▸ What to do
Please state the number of lines in the records below that contain the string "return", and nothing further.

(Collected data)
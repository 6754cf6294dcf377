use crate::api::ApiDoc;
use crate::AppState;
use axum::{
    extract::DefaultBodyLimit,
    routing::{get, post},
    Json, Router,
};
use tower_http::trace::TraceLayer;
use utoipa::OpenApi;

/// Routes nested under `/api`.
pub fn create_router() -> Router<AppState> {
    Router::new()
        .route("/status", get(crate::api::handlers::status::service_status))
        .route("/jobs", post(crate::api::handlers::jobs::submit_job))
        .route("/jobs/{id}", get(crate::api::handlers::jobs::get_job))
        .route("/jobs/{id}/run", post(crate::api::handlers::jobs::run_job))
        .route(
            "/jobs/{id}/cancel",
            post(crate::api::handlers::jobs::cancel_job),
        )
        .route("/result", get(crate::api::handlers::results::get_result))
        .route("/download", get(crate::api::handlers::results::download))
}

/// The complete application: liveness, API, OpenAPI document, upload limit
/// and request tracing.
pub fn create_app(state: AppState) -> Router {
    let max_upload_bytes = state.config.server.max_upload_bytes;

    let app = Router::new()
        .route("/health", get(crate::api::handlers::status::health))
        .route(
            "/api-docs/openapi.json",
            get(|| async { Json(ApiDoc::openapi()) }),
        )
        .nest("/api", create_router());

    #[cfg(feature = "swagger-ui")]
    let app = app.merge(
        utoipa_swagger_ui::SwaggerUi::new("/swagger-ui")
            .url("/api-docs/swagger.json", ApiDoc::openapi()),
    );

    app.layer(DefaultBodyLimit::max(max_upload_bytes))
        .layer(TraceLayer::new_for_http())
        .with_state(state)
}
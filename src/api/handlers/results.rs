//! Result display and download handlers.

use crate::{
    document::{edited_file_name, encode, DocumentFormat},
    types::{DownloadQuery, Result, ResultResponse},
    AppState,
};
use axum::{
    extract::{Query, State},
    http::header,
    response::{IntoResponse, Response},
    Json,
};

/// Get the latest edited text, line by line
#[utoipa::path(
    get,
    path = "/api/result",
    responses(
        (status = 200, description = "Latest edited text", body = ResultResponse),
        (status = 404, description = "No edit has completed yet")
    ),
    tag = "results"
)]
pub async fn get_result(State(state): State<AppState>) -> Result<Json<ResultResponse>> {
    let text = state.pipeline.store().read_latest()?;
    Ok(Json(ResultResponse {
        characters: text.chars().count(),
        lines: text.lines().map(str::to_string).collect(),
    }))
}

/// Download the latest edited text as `.txt` or `.docx`
///
/// The attachment is named after the first uploaded file of the run that
/// produced it (`report.docx` becomes `report_edited.docx`), or `edited.txt` /
/// `edited.docx` for pasted text.
#[utoipa::path(
    get,
    path = "/api/download",
    params(DownloadQuery),
    responses(
        (status = 200, description = "Edited document attachment"),
        (status = 400, description = "Unknown document type"),
        (status = 404, description = "No edit has completed yet")
    ),
    tag = "results"
)]
pub async fn download(
    State(state): State<AppState>,
    Query(query): Query<DownloadQuery>,
) -> Result<Response> {
    let format = match query.kind.as_deref() {
        Some(kind) => kind.parse::<DocumentFormat>()?,
        None => DocumentFormat::PlainText,
    };

    let text = state.pipeline.store().read_latest()?;
    let bytes = encode(&text, format)?;

    let source = state
        .jobs
        .last_published()
        .and_then(|run| run.sources.into_iter().next());
    let file_name = edited_file_name(source.as_deref(), format);
    let disposition = format!("attachment; filename=\"{}\"", file_name);

    tracing::info!(
        format = format.extension(),
        bytes = bytes.len(),
        file_name = %file_name,
        "Serving download"
    );

    Ok((
        [
            (header::CONTENT_TYPE, format.mime_type().to_string()),
            (header::CONTENT_DISPOSITION, disposition),
        ],
        bytes,
    )
        .into_response())
}
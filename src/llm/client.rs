//! LLM client abstraction
//!
//! The editing pipeline only ever talks to a generation backend through the
//! [`LLMClient`] trait, which keeps the pipeline testable against scripted
//! clients and leaves room for backends other than Ollama.

use crate::types::Result;
use async_trait::async_trait;
use std::time::Duration;

/// Generic LLM client trait for provider abstraction
#[async_trait]
pub trait LLMClient: Send + Sync {
    /// Generate a completion from a prompt (single, non-streaming request)
    ///
    /// Fails with `ServiceUnavailable` when the backend cannot be reached or
    /// answers with a non-success status, and with `ServiceError` when it
    /// answers but produces no usable text.
    async fn generate(&self, prompt: &str) -> Result<String>;

    /// Confirm the backend is reachable and the configured model is installed
    async fn health_check(&self) -> Result<()>;

    /// Get the model name/identifier
    fn model_name(&self) -> &str;
}

/// Generation settings shared by every request a client issues
#[derive(Debug, Clone, PartialEq)]
pub struct GenerationOptions {
    /// Sampling temperature; kept low so edits stay conservative
    pub temperature: f32,
    /// Deadline for one request, including reading the response
    pub timeout: Duration,
    /// Extra attempts after a transient network failure
    pub max_retries: u32,
}

impl Default for GenerationOptions {
    fn default() -> Self {
        Self {
            temperature: 0.1,
            timeout: Duration::from_secs(300),
            max_retries: 1,
        }
    }
}
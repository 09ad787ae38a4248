//! Criterion benchmarks for hull construction over disk point clouds.
//! Focus sizes: n in {10, 50, 100, 200}; shipped concavity vs. a tight one.
//! Results: by default under target/criterion.

use conquest::geom2::concave_hull;
use criterion::{criterion_group, criterion_main, BatchSize, BenchmarkId, Criterion};
use nalgebra::Vector2;
use rand::{rngs::StdRng, Rng, SeedableRng};

fn random_disk_points(n: usize, seed: u64) -> Vec<Vector2<f64>> {
    let mut rng = StdRng::seed_from_u64(seed);
    (0..n)
        .map(|_| {
            let r: f64 = rng.gen::<f64>().sqrt() * 0.95;
            let th: f64 = rng.gen::<f64>() * std::f64::consts::TAU;
            Vector2::new(r * th.cos(), r * th.sin())
        })
        .collect()
}

fn bench_hull(c: &mut Criterion) {
    let mut group = c.benchmark_group("hull");
    for &n in &[10usize, 50, 100, 200] {
        for &(label, concavity) in &[("convex", conquest::cfg::CONCAVITY), ("tight", 0.2)] {
            group.bench_with_input(BenchmarkId::new(label, n), &n, |b, &n| {
                b.iter_batched(
                    || random_disk_points(n, 43),
                    |pts| {
                        let _h = concave_hull(&pts, concavity);
                    },
                    BatchSize::SmallInput,
                )
            });
        }
    }
    group.finish();
}

criterion_group!(benches, bench_hull);
criterion_main!(benches);
//! Seeded synthetic vocabularies for demos, benches and tests.
//!
//! Model
//! - Word `index` is named `w{index:04}` and gets a coordinate drawn uniformly
//!   from `[-half_width, half_width]²`.
//! - Every coordinate comes from its own replay token `(seed, index)`, so word
//!   `k` is the same no matter how many words are generated.

use nalgebra::Vector2;
use rand::rngs::StdRng;
use rand::{Rng, SeedableRng};

use super::vocab::{VocabError, Vocabulary};

/// Replay token to make draws reproducible and indexable.
#[derive(Clone, Copy, Debug, PartialEq, Eq)]
pub struct ReplayToken {
    pub seed: u64,
    pub index: u64,
}

impl ReplayToken {
    #[inline]
    fn to_std_rng(self) -> StdRng {
        // SplitMix64-style mixing, cheap and stable.
        fn mix(mut x: u64) -> u64 {
            x ^= x >> 30;
            x = x.wrapping_mul(0xbf58476d1ce4e5b9);
            x ^= x >> 27;
            x = x.wrapping_mul(0x94d049bb133111eb);
            x ^ (x >> 31)
        }
        let k = mix(self.seed ^ mix(self.index.wrapping_add(0x9e3779b97f4a7c15)));
        StdRng::seed_from_u64(k)
    }
}

/// Synthetic vocabulary parameters.
#[derive(Clone, Copy, Debug)]
pub struct SyntheticCfg {
    pub words: usize,
    /// Half side length of the sampling square (raw, pre-projection units).
    pub half_width: f64,
}

impl Default for SyntheticCfg {
    fn default() -> Self {
        Self {
            words: 1_000,
            half_width: 3.0,
        }
    }
}

/// Name of the `index`-th synthetic word.
#[inline]
pub fn synthetic_word(index: usize) -> String {
    format!("w{index:04}")
}

/// Raw coordinate of one synthetic word.
pub fn synthetic_coord(cfg: SyntheticCfg, tok: ReplayToken) -> Vector2<f64> {
    let mut rng = tok.to_std_rng();
    let h = cfg.half_width.abs();
    Vector2::new(
        (rng.gen::<f64>() * 2.0 - 1.0) * h,
        (rng.gen::<f64>() * 2.0 - 1.0) * h,
    )
}

/// Build `cfg.words` synthetic entries. Fails only for a non-finite `half_width`.
pub fn synthetic_vocabulary(cfg: SyntheticCfg, seed: u64) -> Result<Vocabulary, VocabError> {
    Vocabulary::from_entries((0..cfg.words).map(|i| {
        let c = synthetic_coord(
            cfg,
            ReplayToken {
                seed,
                index: i as u64,
            },
        );
        (synthetic_word(i), [c.x, c.y])
    }))
}
//! Word embedding: vocabulary lookup plus projection into the unit disk.
//!
//! - `Vocabulary`: immutable store of raw 2D coordinates, keyed by normalized word.
//! - `project_raw`: `c ↦ c / (1 + |c|)`, direction kept, magnitude compressed.
//! - `rand`: seeded synthetic vocabularies.

mod disk;
pub mod rand;
mod vocab;

pub use disk::{normalize_word, project_raw};
pub use vocab::{VocabError, Vocabulary};
//! Word conquest core: words → disk points → hull → score.
//!
//! Pipeline per accepted word
//! - `embed`: normalize, look up, project into the open unit disk.
//! - `game`: append to the session history.
//! - `geom2`: rebuild the concave hull over all points and take its area.
//! - `game`: score = floor(area · `cfg::SCORE_SCALE`), delta against the last score.
//!
//! Everything past the vocabulary lookup is total; the only error a player can
//! see is `GameError::WordNotFound`.

pub mod api;
pub mod cfg;
pub mod embed;
pub mod game;
pub mod geom2;

/// Library version string.
pub const VERSION: &str = env!("CARGO_PKG_VERSION");

pub use nalgebra::Vector2 as Vec2;

/// Common exports for quick imports in callers.
pub mod prelude {
    pub use crate::cfg::{GameCfg, CONCAVITY, SCORE_SCALE};
    pub use crate::embed::{project_raw, Vocabulary};
    pub use crate::game::{Game, GameError, SharedGame, SubmitResponse};
    pub use crate::geom2::{concave_hull, polygon_area, DiskPoint, HullKind, HullPolygon};
    pub use nalgebra::Vector2 as Vec2;
}
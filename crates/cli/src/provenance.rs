//! Score sidecar: `<out>.provenance.json` beside a `score --out` result.
//!
//! Records which vocabulary was used, every submitted word with whether it was
//! accepted, and the final score and hull size, so a saved game can be checked
//! against a rerun.

use std::fs;
use std::path::{Path, PathBuf};
use std::process::Command;

use anyhow::{Context, Result};
use conquest::api::Game;
use serde::Serialize;

/// One submitted word, as typed, and whether the vocabulary knew it.
#[derive(Clone, Debug, PartialEq, Eq, Serialize)]
pub struct SubmittedWord {
    pub word: String,
    pub accepted: bool,
}

/// Sidecar body; built only from a finished game.
#[derive(Debug, Serialize)]
pub struct Payload {
    code_rev: String,
    version: &'static str,
    vocabulary: String,
    concavity: f64,
    score_scale: f64,
    words: Vec<SubmittedWord>,
    accepted: usize,
    rejected: usize,
    score: u64,
    hull_vertices: usize,
}

impl Payload {
    pub fn from_game(
        vocabulary: impl Into<String>,
        words: Vec<SubmittedWord>,
        game: &Game,
    ) -> Self {
        let state = game.state();
        let cfg = game.cfg();
        let accepted = words.iter().filter(|w| w.accepted).count();
        Self {
            code_rev: current_git_rev(),
            version: conquest::VERSION,
            vocabulary: vocabulary.into(),
            concavity: cfg.concavity,
            score_scale: cfg.score_scale,
            rejected: words.len() - accepted,
            accepted,
            words,
            score: state.score,
            hull_vertices: state.hull.as_ref().map_or(0, |h| h.len()),
        }
    }
}

#[derive(Serialize)]
struct Sidecar<'a> {
    output: String,
    #[serde(flatten)]
    payload: &'a Payload,
}

/// Write the sidecar next to `artifact` and return its path.
pub fn write_sidecar(artifact: &Path, payload: &Payload) -> Result<PathBuf> {
    let path = sidecar_path(artifact);
    let doc = Sidecar {
        output: artifact.display().to_string(),
        payload,
    };
    fs::write(&path, serde_json::to_vec_pretty(&doc)?)
        .with_context(|| format!("writing {}", path.display()))?;
    Ok(path)
}

fn sidecar_path(artifact: &Path) -> PathBuf {
    artifact.with_extension("provenance.json")
}

/// `GIT_COMMIT` (build time, then run time), else `git rev-parse HEAD`, else "unknown".
pub fn current_git_rev() -> String {
    [
        option_env!("GIT_COMMIT").map(str::to_string),
        std::env::var("GIT_COMMIT").ok(),
    ]
    .into_iter()
    .flatten()
    .find(|rev| !rev.is_empty())
    .or_else(git_head)
    .unwrap_or_else(|| "unknown".to_string())
}

fn git_head() -> Option<String> {
    let out = Command::new("git").args(["rev-parse", "HEAD"]).output().ok()?;
    if !out.status.success() {
        return None;
    }
    let rev = String::from_utf8(out.stdout).ok()?;
    Some(rev.trim().to_string())
}

#[cfg(test)]
mod tests {
    use super::*;
    use conquest::api::Vocabulary;
    use serde_json::Value;
    use std::sync::Arc;
    use tempfile::tempdir;

    fn played(words: &[&str]) -> (Game, Vec<SubmittedWord>) {
        let vocab =
            Vocabulary::from_entries([("a", [0.0, 0.0]), ("b", [1.0, 0.0]), ("c", [0.0, 1.0])])
                .unwrap();
        let mut game = Game::new(Arc::new(vocab));
        let submitted = words
            .iter()
            .map(|w| SubmittedWord {
                word: w.to_string(),
                accepted: game.submit(w).accepted,
            })
            .collect();
        (game, submitted)
    }

    #[test]
    fn sidecar_sits_beside_the_artifact() {
        assert_eq!(
            sidecar_path(Path::new("/tmp/games/final.json")),
            Path::new("/tmp/games/final.provenance.json")
        );
        assert_eq!(
            sidecar_path(Path::new("runs/final")),
            Path::new("runs/final.provenance.json")
        );
    }

    #[test]
    fn payload_tallies_accepted_and_rejected_words() {
        let (game, words) = played(&["a", "zzz", "B", "c"]);
        let p = Payload::from_game("abc.json", words, &game);
        assert_eq!((p.accepted, p.rejected), (3, 1));
        assert_eq!(p.score, 1250);
        assert_eq!(p.hull_vertices, 3);
        assert!(!p.words[1].accepted);
        assert_eq!(p.words[2].word, "B");
    }

    #[test]
    fn write_sidecar_records_game_and_output() {
        let dir = tempdir().unwrap();
        let artifact = dir.path().join("game.json");
        fs::write(&artifact, "{}").unwrap();
        let (game, words) = played(&["a", "nope"]);
        let payload = Payload::from_game("abc.json", words, &game);
        let path = write_sidecar(&artifact, &payload).unwrap();
        let doc: Value = serde_json::from_slice(&fs::read(path).unwrap()).unwrap();
        assert_eq!(doc["output"], artifact.display().to_string());
        assert_eq!(doc["vocabulary"], "abc.json");
        assert_eq!(doc["words"][1]["word"], "nope");
        assert_eq!(doc["words"][1]["accepted"], false);
        assert_eq!(doc["score"], 0);
        assert_eq!(doc["hull_vertices"], 1);
        assert_eq!(doc["version"], conquest::VERSION);
    }
}
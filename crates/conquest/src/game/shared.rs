//! Per-session mutation lock for callers that serve a game from several threads.

use std::sync::{Arc, Mutex, MutexGuard, PoisonError};

use super::controller::Game;
use super::response::SubmitResponse;

/// Cloneable handle to one game session.
///
/// `submit` holds the lock for the whole transition, so the hull is always
/// rebuilt from a history no other submission is appending to.
#[derive(Clone, Debug)]
pub struct SharedGame {
    inner: Arc<Mutex<Game>>,
}

impl SharedGame {
    pub fn new(game: Game) -> Self {
        Self {
            inner: Arc::new(Mutex::new(game)),
        }
    }

    pub fn submit(&self, raw: &str) -> SubmitResponse {
        self.lock().submit(raw)
    }

    pub fn snapshot(&self) -> SubmitResponse {
        self.lock().snapshot()
    }

    pub fn reset(&self) {
        self.lock().reset();
    }

    /// Run `f` with exclusive access to the session.
    pub fn with<R>(&self, f: impl FnOnce(&mut Game) -> R) -> R {
        f(&mut self.lock())
    }

    // State is committed in one step at the end of `submit`, so a poisoned
    // guard still holds a consistent game.
    fn lock(&self) -> MutexGuard<'_, Game> {
        self.inner.lock().unwrap_or_else(PoisonError::into_inner)
    }
}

▸ Task output
2